“Whitney Prieto was diagnosed last September with stage 2B triple negative breast cancer. She was 35, early in her pregnancy with twins and said she had no family history or genetic mutations that could make her especially susceptible to the serious disease.

Prieto said that she knew of six or seven classmates from Satellite High School in Satellite Beach, Florida, who were also diagnosed with uncommon cancers when she was diagnosed but that she now knows of about 20 — all at about the same time.

She said the types of cancer being diagnosed in her classmates, now in their 20s and 30s, raised a red flag, but particularly concerning was what she read in an article in the Military Times in April.

The article reported that wells used to monitor groundwater contaminants at nearby Patrick Air Force Base showed levels of chemicals from military firefighting foam higher than what the Environmental Protection Agency (EPA) considered safe.

Prieto is demanding the state find out if the test results and cancer rates among her and her former classmates are connected…

The chemicals found in the groundwater wells at Patrick Air Force Base go by the acronyms PFOS and PFOA. Both are suspected of harming development in children, interfering with hormones or cholesterol levels, affecting the immune system or increasing the risk of cancer, according to the Centers for Disease Control.

But the situation in Satellite Beach is not clear cut. The EPA’s recommended limit for PFOS and PFOA is specific to drinking water, but the tests at Patrick Air Force Base involved groundwater at the base.

A spokeswoman for the Florida Department of Environmental Protection told ABC News that drinking water systems in Brevard County, which includes Satellite Beach, tested negative for PFOS and PFOA…

One of Prieto’s classmates, Julie Greenwalt, was diagnosed with cancer of the appendix two years ago. A radiation oncologist, she is now recovered.

‘I definitely think it’s just so suspicious that all of us got diagnosed within a couple of years of each other, which means we were all exposed around the same time,’ she told ABC News.
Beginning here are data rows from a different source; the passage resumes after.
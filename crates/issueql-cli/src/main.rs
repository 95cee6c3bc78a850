mod cli;
mod commands;

use cli::{AstParams, CheckParams, CompileParams, build_cli};

fn main() {
    tracing_subscriber::fmt()
        .with_env_filter(tracing_subscriber::EnvFilter::from_default_env())
        .with_writer(std::io::stderr)
        .init();

    let matches = build_cli().get_matches();

    match matches.subcommand() {
        Some(("check", m)) => {
            commands::check::run(CheckParams::from_matches(m).into());
        }
        Some(("ast", m)) => {
            commands::ast::run(AstParams::from_matches(m).into());
        }
        Some(("compile", m)) => {
            commands::compile::run(CompileParams::from_matches(m).into());
        }
        _ => unreachable!("clap should have caught this"),
    }
}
Greenwalt said she’s become the face of residents’ concerns that there is a connection between PFAS and cancer, and that since the Military Times article, people have called her at her clinic saying they want to get their own water or blood tested. She said one resident was going door-to-door with the article to share it with neighbors who don’t use social media…

Dangerous PFAS levels have been identified in at least 190 communities around the country and in tests at 126 military facilities, according to information compiled by researchers at Northeastern University and the Environmental Working Group, leading to calls for the government to regulate and clean up the chemicals.

For example, all 28 groundwater wells tested at Patrick Air Force Base, near where Prieto lives, showed potentially harmful levels of PFOS and PFOA, ranging from 71 parts per trillion — just slightly over the EPA’s acceptable limit — to as high as 4.3 million parts per trillion…

In Satellite Beach, Prieto and Greenwalt are speaking to more than 1,400 residents and past residents about their concerns that groundwater contamination is somehow related to their cancers or cancer in their family. The state environmental department and health agency are collecting information from residents to determine the next steps and the city has agreed to test more groundwater wells for PFOS and PFOA.

Prieto said she is pushing to get their story out and make sure any connection between water contamination and cancer in the community isn’t pushed under the rug.”